Work instruction:
Read the records below and report each line in which "free" occurs.

Entries provided:
//! Node records held in the [`Pool`](super::Pool) arena.
//!
//! A node never owns its children: containers store child [`NodeId`]s and each
//! child stores a [`ParentLink`] back to its container. All cross-node
//! navigation goes through the pool.

use std::collections::{BTreeMap, HashMap};

use serde::{Deserialize, Serialize};
use serde_json::{Map as JsonMap, Value as Json};

use super::{NodeId, OpId, StorageError};
use crate::{
    Result,
    op::{CreateKind, OpError, SerializedNode},
    position::Position,
};

/// The four node kinds. Serialized as the integer node type on the wire.
#[derive(Debug, Clone, Copy, PartialEq, Eq, Hash, Serialize, Deserialize)]
#[serde(try_from = "u64", into = "u8")]
#[repr(u8)]
pub enum NodeKind {
    Object = 0,
    List = 1,
    Map = 2,
    Register = 3,
}

impl NodeKind {
    pub fn name(&self) -> &'static str {
        match self {
            NodeKind::Object => "object",
            NodeKind::List => "list",
            NodeKind::Map => "map",
            NodeKind::Register => "register",
        }
    }
}

impl TryFrom<u64> for NodeKind {
    type Error = OpError;

    fn try_from(code: u64) -> std::result::Result<Self, Self::Error> {
        Ok(match code {
            0 => NodeKind::Object,
            1 => NodeKind::List,
            2 => NodeKind::Map,
            3 => NodeKind::Register,
            _ => return Err(OpError::UnknownNodeType { code }),
        })
    }
}

impl From<NodeKind> for u8 {
    fn from(kind: NodeKind) -> Self {
        kind as u8
    }
}

/// Where a node is attached: its container and the key it sits under.
///
/// For list children the key is the child's position string.
#[derive(Debug, Clone, PartialEq, Eq)]
pub struct ParentLink {
    pub id: NodeId,
    pub key: String,
}

/// A property of an object: either plain JSON or a child node.
#[derive(Debug, Clone, PartialEq)]
pub(crate) enum Prop {
    Value(Json),
    Node(NodeId),
}

#[derive(Debug, Clone, Default)]
pub(crate) struct ObjectBody {
    pub props: BTreeMap<String, Prop>,
    /// Keys written by local ops the server has not acknowledged yet, with
    /// the last such op. Remote writes to these keys are ignored.
    pub unacked: HashMap<String, OpId>,
}

#[derive(Debug, Clone, PartialEq, Eq)]
pub(crate) struct ListItem {
    pub position: Position,
    pub id: NodeId,
}

/// List children kept sorted by position.
#[derive(Debug, Clone, Default)]
pub(crate) struct ListBody {
    pub items: Vec<ListItem>,
}

impl ListBody {
    pub fn len(&self) -> usize {
        self.items.len()
    }

    /// `Ok(index)` if a child sits at `position`, otherwise the insertion index.
    pub fn search(&self, position: &Position) -> std::result::Result<usize, usize> {
        self.items
            .binary_search_by(|item| item.position.cmp(position))
    }

    pub fn index_of(&self, id: &NodeId) -> Option<usize> {
        self.items.iter().position(|item| &item.id == id)
    }

    pub fn occupant(&self, position: &Position) -> Option<&NodeId> {
        self.search(position).ok().map(|i| &self.items[i].id)
    }

    /// Inserts keeping the order; the position must be free.
    pub fn insert(&mut self, position: Position, id: NodeId) -> usize {
        let index = match self.search(&position) {
            Ok(index) | Err(index) => index,
        };
        self.items.insert(index, ListItem { position, id });
        index
    }

    pub fn remove(&mut self, index: usize) -> ListItem {
        self.items.remove(index)
    }

    pub fn position_at(&self, index: usize) -> Option<&Position> {
        self.items.get(index).map(|item| &item.position)
    }

    /// A free position directly after `position`, before the next child.
    pub fn position_after(&self, position: &Position) -> Position {
        let next = match self.search(position) {
            Ok(index) => index + 1,
            Err(index) => index,
        };
        Position::make(Some(position), self.position_at(next))
    }
}

#[derive(Debug, Clone, Default)]
pub(crate) struct MapBody {
    pub entries: BTreeMap<String, NodeId>,
    /// Same role as [`ObjectBody::unacked`].
    pub unacked: HashMap<String, OpId>,
}

#[derive(Debug, Clone)]
pub(crate) enum NodeBody {
    Object(ObjectBody),
    List(ListBody),
    Map(MapBody),
    Register(Json),
}

/// One element of the storage tree.
#[derive(Debug, Clone)]
pub struct Node {
    pub(crate) id: NodeId,
    pub(crate) parent: Option<ParentLink>,
    pub(crate) body: NodeBody,
}

impl Node {
    /// A detached node built from a create payload.
    pub(crate) fn from_create(id: NodeId, kind: &CreateKind) -> Self {
        let body = match kind {
            CreateKind::Object(data) => NodeBody::Object(ObjectBody {
                props: data
                    .iter()
                    .map(|(k, v)| (k.clone(), Prop::Value(v.clone())))
                    .collect(),
                unacked: HashMap::new(),
            }),
            CreateKind::List => NodeBody::List(ListBody::default()),
            CreateKind::Map => NodeBody::Map(MapBody::default()),
            CreateKind::Register(value) => NodeBody::Register(value.clone()),
        };
        Self {
            id,
            parent: None,
            body,
        }
    }

    /// A detached node built from a snapshot entry. Children attach later.
    pub(crate) fn from_serialized(id: NodeId, serialized: &SerializedNode) -> Self {
        let kind = match serialized.kind {
            NodeKind::Object => CreateKind::Object(serialized.object_data()),
            NodeKind::List => CreateKind::List,
            NodeKind::Map => CreateKind::Map,
            NodeKind::Register => {
                CreateKind::Register(serialized.data.clone().unwrap_or(Json::Null))
            }
        };
        Self::from_create(id, &kind)
    }

    pub fn id(&self) -> &NodeId {
        &self.id
    }

    pub fn parent(&self) -> Option<&ParentLink> {
        self.parent.as_ref()
    }

    pub fn kind(&self) -> NodeKind {
        match &self.body {
            NodeBody::Object(_) => NodeKind::Object,
            NodeBody::List(_) => NodeKind::List,
            NodeBody::Map(_) => NodeKind::Map,
            NodeBody::Register(_) => NodeKind::Register,
        }
    }

    /// Direct children in display order.
    pub fn child_ids(&self) -> Vec<NodeId> {
        match &self.body {
            NodeBody::Object(object) => object
                .props
                .values()
                .filter_map(|prop| match prop {
                    Prop::Node(id) => Some(id.clone()),
                    Prop::Value(_) => None,
                })
                .collect(),
            NodeBody::List(list) => list.items.iter().map(|item| item.id.clone()).collect(),
            NodeBody::Map(map) => map.entries.values().cloned().collect(),
            NodeBody::Register(_) => Vec::new(),
        }
    }

    /// The create payload that rebuilds this node (without its children).
    pub(crate) fn create_kind(&self) -> CreateKind {
        match &self.body {
            NodeBody::Object(object) => CreateKind::Object(plain_props(object)),
            NodeBody::List(_) => CreateKind::List,
            NodeBody::Map(_) => CreateKind::Map,
            NodeBody::Register(value) => CreateKind::Register(value.clone()),
        }
    }

    /// Serializes this node for a full storage snapshot.
    pub fn serialize(&self) -> Result<SerializedNode> {
        if self.parent.is_none() && !self.id.is_root() {
            return Err(StorageError::Structural {
                reason: format!("node {} has no parent link", self.id),
            }
            .into());
        }
        let data = match &self.body {
            NodeBody::Object(object) => Some(Json::Object(plain_props(object))),
            NodeBody::Register(value) => Some(value.clone()),
            NodeBody::List(_) | NodeBody::Map(_) => None,
        };
        Ok(SerializedNode {
            kind: self.kind(),
            parent_id: self.parent.as_ref().map(|p| p.id.clone()),
            parent_key: self.parent.as_ref().map(|p| p.key.clone()),
            data,
        })
    }

    pub(crate) fn type_mismatch(&self, expected: NodeKind) -> StorageError {
        StorageError::TypeMismatch {
            id: self.id.clone(),
            expected: expected.name(),
            actual: self.kind().name(),
        }
    }
}

fn plain_props(object: &ObjectBody) -> JsonMap<String, Json> {
    object
        .props
        .iter()
        .filter_map(|(k, prop)| match prop {
            Prop::Value(v) => Some((k.clone(), v.clone())),
            Prop::Node(_) => None,
        })
        .collect()
}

Reply to the exercise:
    /// Inserts keeping the order; the position must be free.
    /// A free position directly after `position`, before the next child.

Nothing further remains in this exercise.